Medicine and the Law – Part 4: Informed Consentby JC, MD | June 13, 2008
In my previous posts about Medicine and the Law we talked about the elements necessary for a patient-physician relationship — contract and consent as well as medical malpractice. We then went on to discuss causation and the different types. Continuing on in this series let’s talk about informed consent. Failure to obtain informed consent is a leading cause of malpractice claim.

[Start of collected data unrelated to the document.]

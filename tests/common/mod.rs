//! Common test utilities

#![allow(dead_code)]

use async_trait::async_trait;
use std::sync::atomic::{AtomicBool, AtomicU32, Ordering};
use std::sync::Arc;
use std::time::Duration;
use url::Url;

use schemagate::models::{ContentEntity, EntityKey, EntityType};
use schemagate::router::EndpointLayout;
use schemagate::service::{SchemaService, ServiceOptions};
use schemagate::upstream::{ContentSource, StaticContentSource};
use schemagate::utils::error::UpstreamError;
use schemagate::utils::retry::RetryConfig;

pub const ORIGIN: &str = "https://example.com";

pub fn site() -> Url {
    Url::parse(ORIGIN).unwrap()
}

/// A valid course entity
pub fn course(id: &str, version: u64) -> ContentEntity {
    ContentEntity::new(EntityType::Course, id, version)
        .with_field("name", format!("Course {id}"))
        .with_field("description", format!("Revision {version}"))
}

pub fn course_key(id: &str) -> EntityKey {
    EntityKey::new(EntityType::Course, id)
}

/// Options with short timeouts and near-zero backoff
pub fn fast_options() -> ServiceOptions {
    ServiceOptions {
        retry: RetryConfig::with_delays(2, 1, 5),
        fetch_timeout: Duration::from_millis(200),
        ..Default::default()
    }
}

pub fn service_with(source: Arc<dyn ContentSource>, layout: EndpointLayout) -> SchemaService {
    SchemaService::new(site(), layout, source).with_options(fast_options())
}

pub fn static_service(entities: Vec<ContentEntity>) -> SchemaService {
    service_with(
        Arc::new(StaticContentSource::from_entities(entities)),
        EndpointLayout::default(),
    )
}

/// Content source that can be switched into a failing state
pub struct FlakySource {
    inner: StaticContentSource,
    failing: AtomicBool,
    hanging: AtomicBool,
    calls: AtomicU32,
}

impl FlakySource {
    pub fn new(entities: Vec<ContentEntity>) -> Self {
        Self {
            inner: StaticContentSource::from_entities(entities),
            failing: AtomicBool::new(false),
            hanging: AtomicBool::new(false),
            calls: AtomicU32::new(0),
        }
    }

    pub fn set_failing(&self, failing: bool) {
        self.failing.store(failing, Ordering::SeqCst);
    }

    /// Never answer, so every read runs into the fetch timeout
    pub fn set_hanging(&self, hanging: bool) {
        self.hanging.store(hanging, Ordering::SeqCst);
    }

    pub fn upsert(&self, entity: ContentEntity) {
        self.inner.upsert(entity);
    }

    pub fn remove(&self, key: &EntityKey) {
        self.inner.remove(key);
    }

    pub fn calls(&self) -> u32 {
        self.calls.load(Ordering::SeqCst)
    }
}

#[async_trait]
impl ContentSource for FlakySource {
    async fn fetch(&self, key: &EntityKey) -> Result<ContentEntity, UpstreamError> {
        self.calls.fetch_add(1, Ordering::SeqCst);
        if self.hanging.load(Ordering::SeqCst) {
            tokio::time::sleep(Duration::from_secs(3600)).await;
        }
        if self.failing.load(Ordering::SeqCst) {
            return Err(UpstreamError::Server(503));
        }
        self.inner.fetch(key).await
    }

    fn name(&self) -> &str {
        "flaky"
    }
}
// ============================================================================
// Tests
// ============================================================================

#[cfg(test)]
mod tests {
    use super::*;
    use crate::models::EntityType;
    use chrono::Utc;
    use serde_json::json;
    use url::Url;

    fn document() -> SchemaDocument {
        let mut doc = SchemaDocument::new(
            EntityKey::new(EntityType::Course, "c1"),
            1,
            json!({"@type": "Course"}),
            Utc::now(),
        );
        doc.canonical_url = Some(Url::parse("https://example.com/courses/c1").unwrap());
        doc
    }

    #[test]
    fn test_api_response_success() {
        let response = ApiResponse::success("test data");
        assert!(response.success);
        assert!(response.data.is_some());
        assert!(response.error.is_none());
    }

    #[test]
    fn test_error_response_status() {
        let response = ApiError(Error::not_found(EntityKey::new(EntityType::Course, "x"))).into_response();
        assert_eq!(response.status(), StatusCode::NOT_FOUND);
    }

    #[test]
    fn test_schema_response_headers() {
        let doc = document();
        let response = schema_response(&doc, &HeaderMap::new());
        let headers = response.headers();

        assert_eq!(response.status(), StatusCode::OK);
        assert_eq!(headers[header::CONTENT_TYPE], JSON_LD);
        assert_eq!(headers["x-robots-tag"], "noindex");
        assert_eq!(
            headers[header::LINK],
            "<https://example.com/courses/c1>; rel=\"canonical\""
        );
        assert_eq!(headers[header::ETAG], doc.etag().as_str());
    }

    #[test]
    fn test_schema_response_not_modified() {
        let doc = document();
        let mut request = HeaderMap::new();
        request.insert(
            header::IF_NONE_MATCH,
            HeaderValue::from_str(&format!("\"other\", {}", doc.etag())).unwrap(),
        );
        assert_eq!(schema_response(&doc, &request).status(), StatusCode::NOT_MODIFIED);

        request.insert(header::IF_NONE_MATCH, HeaderValue::from_static("\"stale\""));
        assert_eq!(schema_response(&doc, &request).status(), StatusCode::OK);
    }
}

Informed consent essentially is documented written or verbal permission from a patient to receive treatment or undergo a procedure. Typically it involves five elements:
- A description of the illness
- A description of the treatment
- Risks of the treatment
- Alternatives to the treatment
- Risks of not having any treatment
Physicians can get into trouble in many scenarios regarding informed consent. Most states require that informed consent be verified by a witnessing party. Thus an informed consent form typically has three signatures — the patient, the doctor, and the witness. If a patient is unable to sign, verbal consent can be obtained or his/her healthcare power of attorney may sign. If there is no family or healthcare power of attorney and the procedure or treatment is emergent then a two-physician consent may be done. This basically is permission granted by the state to care for a patient in an emergent situation according to the standard of care.
When a patient is demented or cannot comprehend any of the requirements for informed consent, then things can get a little dicey. Often times the treating physician will obtain a psychiatric consultation to evaluate the patient’s decision making capacity. If that consultant still cannot determine the patient’s decision making capacity, he may obtain an additional consultation.
As you can imagine, getting permission from a patient who may or may not completely know what is going on is a recipe for disaster. As a treating physician this is an area where you may get in trouble if you are aggressive and treat or if you are conservative and do not treat. Ultimately it is the outcome that gets you in trouble given that most patients who sue are those who have a bad outcome.